В это время второй из пограничников спешился и подошел к скамье, держа лошадь на поводу.

— Эге, а это наш! — воскликнул он, приподняв голову Ашмарина за волосы. — Ашмарин, вроде? Ну да, из флотилии.

— Ашмарин? — заинтересованно переспросил пограничник на лошади. — А ну, давай в круговую!

Пограничники ускакали, надеясь перехватить беглеца у края кладбища. Фомин подошел к Ашмарину, тот уже пришел в себя и сейчас сидел на скамье, делая такое движение головой, будто хотел что-то с нее стряхнуть. Ирина Ильинична отошла в сторону, откуда доносилось шипенье просачивающейся воды. Молча вернулась, протянула Ашмарину мокрый платок,

— Вытрите лицо… И руки.

Даже сейчас было видно, что на левый глаз Ашмарина начала заплывать опухоль.

— Берите платок, — сказала Ирина Ильинична Фомину. — Там есть вода, приведите себя в порядок.

— Есть, — охотно ответил Фомин и, шатаясь, поплелся к водопроводной трубе в кустах. Вернулся он посвежевшим, даже причесанным. Смущенно скомкал платок, протянул Ирине Ильиничне.

— В крови он только, вы уж простите…

— Простить? Да если бы не вы, так меня уже на свете не было бы, — сказала Ирина Ильинична.

— А он кто, муж вам будет? — осторожно спросил Фомин, присаживаясь рядом.

— Муж? — удивилась Ирина Ильинична. — Почему это вы подумали?

— А чего же это он так? Я думал, возревновал вас к кому.

Ирина Ильинична рассмеялась каким-то кашляющим смехом.

— Старая я дура, — сказала она неожиданно. — Почувствовала неладное, а все равно пошла. Если бы не вы, если бы не вы…

— А мы тоже сплоховали, виновато сказал Фомин. — И кто его знал, что он такой зверюга. А будто знакомый, будто видал я его где…

— Вы молодцы, ребята. Я так за вас боялась, так боялась. Он же вас мог тут… А что я одна?

— Нет, вы тоже, тоже… Как это вы его сумочкой, геройская вы женщина.

— Вот так мы друг друга хвалим, а ведь он убежал.

— Поймают.

— Надеюсь, но бед он еще натворит.

Через несколько минут вернулись пограничники.

— Ушел, — сказал один из них, спрыгивая с коня. — На лодке ушел…

— На какой лодке? — Фомин даже рот раскрыл от удивления.

— А тут как раз под бугром Черемшанки, он сразу в лодочку, мотор завел и трата-та-та и ушел.

— Все подготовил, — тихо сказала Ирина Ильинична.
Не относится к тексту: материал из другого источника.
mod diagonal;
mod rectangular;
mod scalene;
mod splash;

pub use splash::{GenerateSplashPool, SplashLayout};

use tracing::debug;

use crate::error::{InputError, Result};
use crate::geometry::{
    FootprintPolygon, SplashPoolConfig, StairAnchor, StairFootprint, StairShape, StairsConfig,
    StepLine, SubFeature, Tread, MAX_STEPS,
};
use crate::math::{Point2, Vector2, TOLERANCE};

/// A corner of the pool (or splash pool) with the two wall directions leaving it.
#[derive(Debug, Clone, Copy, PartialEq)]
pub struct CornerFrame {
    pub anchor: Point2,
    /// Unit direction toward the next outline vertex.
    pub along: Vector2,
    /// Unit direction toward the previous outline vertex.
    pub across: Vector2,
}

impl CornerFrame {
    /// Builds the frame at outline vertex `index`.
    ///
    /// # Errors
    ///
    /// Returns `InputError::NoSuchCorner` when `index` is out of range, and
    /// `InputError::SubFeature` when an adjacent wall has zero length.
    pub fn at_vertex(outline: &[Point2], index: usize) -> std::result::Result<Self, InputError> {
        let n = outline.len();
        if n < 3 || index >= n {
            return Err(InputError::NoSuchCorner { index, count: n });
        }
        let anchor = outline[index];
        let next = outline[(index + 1) % n];
        let prev = outline[(index + n - 1) % n];
        Ok(Self {
            anchor,
            along: unit(next - anchor)?,
            across: unit(prev - anchor)?,
        })
    }

    /// Point at `a` along the first wall and `b` along the second.
    #[must_use]
    pub fn at(&self, a: f64, b: f64) -> Point2 {
        self.anchor + self.along * a + self.across * b
    }
}

fn unit(v: Vector2) -> std::result::Result<Vector2, InputError> {
    let len = v.norm();
    if len < TOLERANCE {
        return Err(InputError::SubFeature(
            "stair anchor has a zero-length adjacent wall".to_owned(),
        ));
    }
    Ok(v / len)
}

/// Generates a stair footprint with its step lines and treads.
///
/// The result still has to pass the constraint checker before it is accepted.
pub struct GenerateStairs<'a> {
    config: StairsConfig,
    outline: &'a [Point2],
    splash: Option<&'a SplashPoolConfig>,
}

impl<'a> GenerateStairs<'a> {
    /// Creates a new `GenerateStairs` operation against the pool outline.
    #[must_use]
    pub fn new(config: StairsConfig, outline: &'a [Point2]) -> Self {
        Self {
            config,
            outline,
            splash: None,
        }
    }

    /// Supplies the splash pool needed by [`StairAnchor::SplashBoundary`].
    #[must_use]
    pub fn with_splash_pool(mut self, splash: &'a SplashPoolConfig) -> Self {
        self.splash = Some(splash);
        self
    }

    /// Executes the operation.
    ///
    /// # Errors
    ///
    /// Returns an `InputError` if the anchor cannot be resolved or the stair
    /// has no steps.
    pub fn execute(&self) -> Result<StairFootprint> {
        let n = self.config.step_count;
        if n == 0 || n > MAX_STEPS {
            return Err(InputError::SubFeature(format!(
                "stairs need between 1 and {MAX_STEPS} steps, got {n}"
            ))
            .into());
        }

        let stairs = match self.config.shape {
            StairShape::Rectangular { width, swap_axes } => rectangular::generate(
                &self.frame()?,
                width,
                swap_axes,
                n,
                self.config.step_depth,
            ),
            StairShape::Diagonal45 => diagonal::generate(&self.frame()?, n, self.config.step_depth),
            StairShape::ScaleneTriangle {
                vertices,
                min_tread_depth,
                max_tread_depth,
            } => scalene::generate(&vertices, n, min_tread_depth, max_tread_depth),
        };

        debug!(
            shape = ?self.config.shape,
            steps = n,
            area = stairs.footprint.area(),
            "generated stair footprint"
        );
        Ok(stairs)
    }

    fn frame(&self) -> Result<CornerFrame> {
        match self.config.anchor {
            StairAnchor::PoolCorner { index } => Ok(CornerFrame::at_vertex(self.outline, index)?),
            StairAnchor::SplashBoundary => {
                let splash = self.splash.ok_or_else(|| {
                    InputError::SubFeature(
                        "stairs anchored on the splash pool need a splash pool".to_owned(),
                    )
                })?;
                let layout = GenerateSplashPool::new(splash, self.outline).execute()?;
                Ok(layout.boundary_frame())
            }
        }
    }
}

/// Builds the tread band between two step lines.
///
/// `inner` is `None` for the first tread, which closes at the anchor point.
fn band(anchor: Point2, inner: Option<(Point2, Point2)>, outer: (Point2, Point2)) -> Vec<Point2> {
    match inner {
        None => vec![anchor, outer.0, outer.1],
        Some((i0, i1)) => vec![i0, outer.0, outer.1, i1],
    }
}

/// Assembles a triangular stair whose lines are parallel to the far edge.
///
/// `fractions` are the cumulative line positions from the apex, ending at 1.
fn triangular_stairs(
    apex: Point2,
    base: (Point2, Point2),
    fractions: &[f64],
    height: f64,
) -> StairFootprint {
    let line_at = |f: f64| (apex + (base.0 - apex) * f, apex + (base.1 - apex) * f);

    let mut step_lines = Vec::with_capacity(fractions.len().saturating_sub(1));
    let mut treads = Vec::with_capacity(fractions.len());
    let mut prev: Option<(f64, (Point2, Point2))> = None;

    for (i, &f) in fractions.iter().enumerate() {
        let line = line_at(f);
        let inner_f = prev.map_or(0.0, |(pf, _)| pf);
        treads.push(Tread {
            polygon: band(apex, prev.map(|(_, l)| l), line),
            depth: (f - inner_f) * height,
            width: (line.1 - line.0).norm(),
        });
        if i + 1 < fractions.len() {
            step_lines.push(StepLine {
                index: i + 1,
                start: line.0,
                end: line.1,
                fraction: f,
            });
        }
        prev = Some((f, line));
    }

    StairFootprint {
        footprint: FootprintPolygon::new(SubFeature::Stairs, vec![apex, base.0, base.1]),
        step_lines,
        treads,
    }
}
— Ну, вот что, граждане хорошие, — сказал пограничник. — Давайте собирайтесь и потихонечку, полегонечку проедем с нами. Все и расскажете. Да, а мешочек чей же? — спросил он, подняв мешок, брошенный во время драки.

— Мой, — сказал Ашмарин.

— Чего это в нем стукотит, — заинтересованно спросил пограничник и перевернул мешок. С деревянным звуком выкатились на песок человеческие черепа. Пограничник строго сказал:

— Ага! Собирайтесь, граждане хорошие.

Но на этот раз «граждане хорошие» прозвучало совсем по-другому.

Они шли прямо посредине вымощенной булыжником улицы, спускавшейся круто вниз. Фомин шел прихрамывая, держа под локоть понуро шагавшего Ашмарина. За ними семенила Ирина Ильинична, держа в руках мешок с черепами. Почему-то именно ей была доверена эта функция. Один из пограничников шел рядом, держа лошадь на поводу. Второй то заезжал вперед, то возвращался назад, осуществляя полную разведку местности. Шли молча. Уличные фонари уже окончились, но успевшая подняться луна ярко освещала эту странную группу.